Now, many years later Judyth is in Dharamsala, India to witness the Dalai Lama in the conferment of the Geshema Degree to twenty Tibetan nuns. They are the first females to earn this degree which often requires over 20 years of study. A Geshema Degree is equivalent to a PhD in Buddhist philosophy.
“Many of the nuns had escaped from Tibet, having been tortured and abused in various horrible ways; their’s is not a way of life that affords the time and space to “be sensitive” but which demands a sensitivity and paying attention to what is happening in order to survive. They have many physical complaints – among the most common are severe headaches, neck, back and joint pains, and gastrointestinal problems.” Fifteen nuns showed up for the first workshop.
Judyth writes that initially when working in pairs “their concern was so focused on the other person”, that they were not aware of their own experiences but very tuned into that of their partner in the experiment.
“As we worked they gradually became more sensitive to all that was happening, within themselves and others. What fun to watch them recognize the movement and affect of their own breath in their bellies, in their lung tips, and then being able to more sensitively recognize it within the other person and thereby receive more information regarding working with the other person, the whole person.”

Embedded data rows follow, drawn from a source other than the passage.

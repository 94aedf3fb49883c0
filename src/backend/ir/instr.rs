//! IR instructions
//!
//! Three-address instructions over virtual registers. Every instruction
//! defines at most one virtual register.

use super::regs::VirtualReg;
use crate::error::{BackendError, Result};
use std::fmt;
use std::str::FromStr;

/// Two-operand operations
#[derive(Clone, Copy, Debug, PartialEq, Eq, Hash)]
pub enum BinaryOp {
    Add,
    Sub,
    Mul,
    And,
    Or,
    Xor,
}

impl BinaryOp {
    pub const ALL: [BinaryOp; 6] = [
        BinaryOp::Add,
        BinaryOp::Sub,
        BinaryOp::Mul,
        BinaryOp::And,
        BinaryOp::Or,
        BinaryOp::Xor,
    ];

    /// Parse an operator symbol such as `+`
    pub fn from_symbol(symbol: &str) -> Result<BinaryOp> {
        Self::ALL
            .iter()
            .copied()
            .find(|op| op.symbol() == symbol)
            .ok_or_else(|| BackendError::UnsupportedOperation {
                symbol: symbol.to_string(),
            })
    }

    pub fn symbol(self) -> &'static str {
        match self {
            BinaryOp::Add => "+",
            BinaryOp::Sub => "-",
            BinaryOp::Mul => "*",
            BinaryOp::And => "&",
            BinaryOp::Or => "|",
            BinaryOp::Xor => "^",
        }
    }

    /// Evaluate with 64-bit wrapping semantics
    pub fn apply(self, a: u64, b: u64) -> u64 {
        match self {
            BinaryOp::Add => a.wrapping_add(b),
            BinaryOp::Sub => a.wrapping_sub(b),
            BinaryOp::Mul => a.wrapping_mul(b),
            BinaryOp::And => a & b,
            BinaryOp::Or => a | b,
            BinaryOp::Xor => a ^ b,
        }
    }
}

impl FromStr for BinaryOp {
    type Err = BackendError;

    fn from_str(s: &str) -> Result<Self> {
        Self::from_symbol(s)
    }
}

impl fmt::Display for BinaryOp {
    fn fmt(&self, f: &mut fmt::Formatter<'_>) -> fmt::Result {
        write!(f, "{}", self.symbol())
    }
}

/// IR instructions
#[derive(Clone, Debug, PartialEq, Eq)]
pub enum IrInstr {
    /// target = a op b
    TwoOp {
        op: BinaryOp,
        target: VirtualReg,
        a: VirtualReg,
        b: VirtualReg,
    },

    /// vreg = literal
    Initialize { vreg: VirtualReg, value: i64 },

    /// target = source
    Move {
        target: VirtualReg,
        source: VirtualReg,
    },

    /// return vreg
    Return { vreg: Option<VirtualReg> },
}

impl IrInstr {
    /// Get the register this instruction defines (if any)
    pub fn dst(&self) -> Option<VirtualReg> {
        match self {
            IrInstr::TwoOp { target, .. } => Some(*target),
            IrInstr::Initialize { vreg, .. } => Some(*vreg),
            IrInstr::Move { target, .. } => Some(*target),
            IrInstr::Return { .. } => None,
        }
    }

    /// Registers read by this instruction, in operand order
    pub fn uses(&self) -> Vec<VirtualReg> {
        match self {
            IrInstr::TwoOp { a, b, .. } => vec![*a, *b],
            IrInstr::Initialize { .. } => vec![],
            IrInstr::Move { source, .. } => vec![*source],
            IrInstr::Return { vreg } => vreg.iter().copied().collect(),
        }
    }
}

impl fmt::Display for IrInstr {
    fn fmt(&self, f: &mut fmt::Formatter<'_>) -> fmt::Result {
        match self {
            IrInstr::TwoOp { op, target, a, b } => write!(f, "{} = {} {} {}", target, a, op, b),
            IrInstr::Initialize { vreg, value } => write!(f, "{} = {}", vreg, value),
            IrInstr::Move { target, source } => write!(f, "{} = {}", target, source),
            IrInstr::Return { vreg: Some(v) } => write!(f, "return {}", v),
            IrInstr::Return { vreg: None } => write!(f, "return None"),
        }
    }
}
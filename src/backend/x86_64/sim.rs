//! Instruction-level simulator
//!
//! Executes the modeled instruction subset over a register file and a
//! stack, with the operand sizes the encoder produces. Moves and ALU
//! operations act on all 64 bits and wrap; 32-bit immediates are
//! sign-extended first.
//!
//! `syscall` is not executed; the value of RAX at each syscall is recorded
//! instead.

use super::instr::{X86Function, X86Instr};
use super::regs::X86Reg;
use thiserror::Error;

/// Simulation errors
#[derive(Error, Debug, Clone, PartialEq, Eq)]
pub enum SimError {
    #[error("pop from empty stack at instruction {index}")]
    StackUnderflow { index: usize },
}

/// How a run ended
#[derive(Clone, Copy, Debug, PartialEq, Eq)]
pub enum Exit {
    /// `ret` executed; carries RAX at that point
    Returned(u64),
    /// Ran past the last instruction
    FellThrough,
}

/// Initial stack pointer, only used to keep RSP consistent with pushes
const STACK_TOP: u64 = 0x7fff_0000;

/// Simulated machine state
#[derive(Clone, Debug, PartialEq, Eq)]
pub struct Machine {
    regs: [u64; 8],
    stack: Vec<u64>,
    syscalls: Vec<u64>,
}

impl Default for Machine {
    fn default() -> Self {
        Self::new()
    }
}

impl Machine {
    pub fn new() -> Self {
        let mut regs = [0; 8];
        regs[X86Reg::STACK_PTR.number() as usize] = STACK_TOP;
        Self {
            regs,
            stack: Vec::new(),
            syscalls: Vec::new(),
        }
    }

    pub fn get(&self, reg: X86Reg) -> u64 {
        self.regs[reg.number() as usize]
    }

    pub fn set(&mut self, reg: X86Reg, value: u64) {
        self.regs[reg.number() as usize] = value;
    }

    /// Values of RAX at every `syscall` executed so far
    pub fn syscalls(&self) -> &[u64] {
        &self.syscalls
    }

    pub fn stack_depth(&self) -> usize {
        self.stack.len()
    }

    /// Load `args` into `registers` pairwise, then run `func`
    pub fn call(
        &mut self,
        func: &X86Function,
        registers: &[X86Reg],
        args: &[u64],
    ) -> Result<Exit, SimError> {
        for (&reg, &value) in registers.iter().zip(args) {
            self.set(reg, value);
        }
        self.run(&func.instructions)
    }

    /// Execute instructions until `ret` or the end of the sequence
    pub fn run(&mut self, instructions: &[X86Instr]) -> Result<Exit, SimError> {
        for (index, instr) in instructions.iter().enumerate() {
            if let Some(exit) = self.step(index, instr)? {
                return Ok(exit);
            }
        }
        Ok(Exit::FellThrough)
    }

    fn step(&mut self, index: usize, instr: &X86Instr) -> Result<Option<Exit>, SimError> {
        match *instr {
            X86Instr::MovRR { dst, src } => self.set(dst, self.get(src)),
            X86Instr::MovRI { dst, imm } => self.set(dst, imm as u64),

            X86Instr::AddRR { dst, src } => self.alu(dst, src, u64::wrapping_add),
            X86Instr::AddRI { dst, imm } => {
                let value = self.get(dst).wrapping_add_signed(imm.into());
                self.set(dst, value);
            }
            X86Instr::SubRR { dst, src } => self.alu(dst, src, u64::wrapping_sub),
            X86Instr::ImulRR { dst, src } => self.alu(dst, src, u64::wrapping_mul),
            X86Instr::AndRR { dst, src } => self.alu(dst, src, |a, b| a & b),
            X86Instr::OrRR { dst, src } => self.alu(dst, src, |a, b| a | b),
            X86Instr::XorRR { dst, src } => self.alu(dst, src, |a, b| a ^ b),

            X86Instr::Push { src } => self.push(self.get(src)),
            X86Instr::PushI { imm } => self.push(imm as i64 as u64),
            X86Instr::Pop { dst } => {
                let value = self.stack.pop().ok_or(SimError::StackUnderflow { index })?;
                self.adjust_rsp(8);
                self.set(dst, value);
            }

            X86Instr::Syscall => {
                let number = self.get(X86Reg::Rax);
                self.syscalls.push(number);
            }
            X86Instr::Ret => return Ok(Some(Exit::Returned(self.get(X86Reg::Rax)))),
        }
        Ok(None)
    }

    fn alu(&mut self, dst: X86Reg, src: X86Reg, op: impl Fn(u64, u64) -> u64) {
        let value = op(self.get(dst), self.get(src));
        self.set(dst, value);
    }

    fn push(&mut self, value: u64) {
        self.stack.push(value);
        self.adjust_rsp(-8);
    }

    fn adjust_rsp(&mut self, delta: i64) {
        let rsp = self.get(X86Reg::STACK_PTR).wrapping_add_signed(delta);
        self.set(X86Reg::STACK_PTR, rsp);
    }
}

“The progression during the ten days, two classes a day was exciting and gratifying. They learned some therapeutic massage techniques, specific to their needs. We also focused on foot reflexology and I was able to teach them a bit about the cranium and how to begin to work with that. Sensory Awareness was a basis of it all: the awareness of how to approach a person to touch, the sensitivities and respect required in the giver and the receiver, the affects and responses. They learned the power of contact in the somatic realm and how much can be accomplished, and the efficacy and healing that is possible by the grand simplicity of being there on all levels.”
Weaver has continued to support these wonderful, courageous people, offering Sensory Awareness and anything else from her broad background that could be beneficial.
What are the differences of leading this work in different cultures? “My answer is basically, “none.” The culture that Sensory Awareness works with is the human culture; the specific country, language, or way of dressing is not the level where we meet. Our work goes underneath the vagaries of cultural experience and reaches down to the foundational essence of human nature. I am awed and thrilled about our basic humanity every time an experiment is met with honesty and human grace and a person, no matter what their homeland, is affected.This does not mean that there are not many cultural concerns and variations that need to be attended to. On the contrary, I want to be especially careful and not violate any cultural issues so that the students may feel safe and free to explore without worry that they be offended or need to protect themselves. I err on the side of safety, and consequently many experimenting situations that I would use in my familiar western context, I forego in other countries.”